EXERCISE
Sort through the listing below and keep each line with the word "ordinal". Copy those.

DATA RECORDS
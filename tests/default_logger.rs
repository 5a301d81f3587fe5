//! Tests for the process-wide default logger and its free functions
//!
//! All tests share one logger, so each one takes `SERIAL` and removes the
//! handlers it registered.

use log_dispatch::emitters::Delivery;
use log_dispatch::{global, ChannelEmitter, ForwardRecord, LogLevel};
use parking_lot::Mutex;
use std::sync::atomic::{AtomicUsize, Ordering};
use std::sync::Arc;

static SERIAL: Mutex<()> = Mutex::new(());

fn capture(name: &str) -> crossbeam_channel::Receiver<Delivery> {
    let (emitter, receiver) = ChannelEmitter::unbounded();
    global::add_handler(name, Arc::new(emitter));
    receiver
}

fn messages(receiver: &crossbeam_channel::Receiver<Delivery>) -> Vec<(LogLevel, String)> {
    receiver
        .try_iter()
        .map(|(_, record)| (record.level, record.message))
        .collect()
}

#[test]
fn test_free_functions_delegate_to_default_logger() {
    let _serial = SERIAL.lock();
    let receiver = capture("free-functions");

    global::debug("d");
    global::trace("t");
    global::info("i");
    global::warning("w");
    global::error("e");
    global::fatal("f");
    global::log(LogLevel::Info, "explicit");
    global::output(LogLevel::Error.ordinal(), "by ordinal");

    assert_eq!(
        messages(&receiver),
        vec![
            (LogLevel::Debug, "d".to_string()),
            (LogLevel::Trace, "t".to_string()),
            (LogLevel::Info, "i".to_string()),
            (LogLevel::Warning, "w".to_string()),
            (LogLevel::Error, "e".to_string()),
            (LogLevel::Fatal, "f".to_string()),
            (LogLevel::Info, "explicit".to_string()),
            (LogLevel::Error, "by ordinal".to_string()),
        ]
    );
    assert!(global::remove_handler("free-functions"));
}

#[test]
fn test_macros_without_logger_use_default() {
    let _serial = SERIAL.lock();
    let receiver = capture("macros");

    let user = "alice";
    log_dispatch::info!("user {} logged in", user);
    log_dispatch::warning!("quota at {}%", 91);
    log_dispatch::log!(LogLevel::Error, "plain {}", user);

    assert_eq!(
        messages(&receiver),
        vec![
            (LogLevel::Info, "user alice logged in".to_string()),
            (LogLevel::Warning, "quota at 91%".to_string()),
            (LogLevel::Error, "plain alice".to_string()),
        ]
    );
    global::remove_handler("macros");
}

#[test]
fn test_reset_level_through_facade() {
    let _serial = SERIAL.lock();
    let receiver = capture("reset-level");

    global::reset_level("ERROR");
    global::info("filtered");
    global::error("kept");
    global::reset_level("DEBUG");
    global::debug("kept too");

    assert_eq!(
        messages(&receiver),
        vec![
            (LogLevel::Error, "kept".to_string()),
            (LogLevel::Debug, "kept too".to_string()),
        ]
    );
    global::remove_handler("reset-level");
}

#[test]
fn test_remote_forward_through_facade() {
    let _serial = SERIAL.lock();
    let receiver = capture("remote");

    let calls = Arc::new(AtomicUsize::new(0));
    let counter = Arc::clone(&calls);
    global::set_remote_forward(Arc::new(move |record: &ForwardRecord<'_>| {
        counter.fetch_add(1, Ordering::SeqCst);
        global::error(format!("echo: {}", record.message));
    }));

    global::warning("below threshold");
    global::error("forward me");

    global::set_remote_level(LogLevel::Disable);
    global::fatal("not forwarded");
    global::set_remote_level(LogLevel::Error);
    global::default_logger().clear_remote_forward();

    assert_eq!(calls.load(Ordering::SeqCst), 1);
    assert_eq!(
        messages(&receiver),
        vec![
            (LogLevel::Warning, "below threshold".to_string()),
            (LogLevel::Error, "forward me".to_string()),
            (LogLevel::Error, "echo: forward me".to_string()),
            (LogLevel::Fatal, "not forwarded".to_string()),
        ]
    );
    global::remove_handler("remote");
}

#[test]
fn test_flush_succeeds_on_default_logger() {
    let _serial = SERIAL.lock();
    assert!(global::flush().is_ok());
}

ANSWER TO THIS EXERCISE
    global::output(LogLevel::Error.ordinal(), "by ordinal");
            (LogLevel::Error, "by ordinal".to_string()),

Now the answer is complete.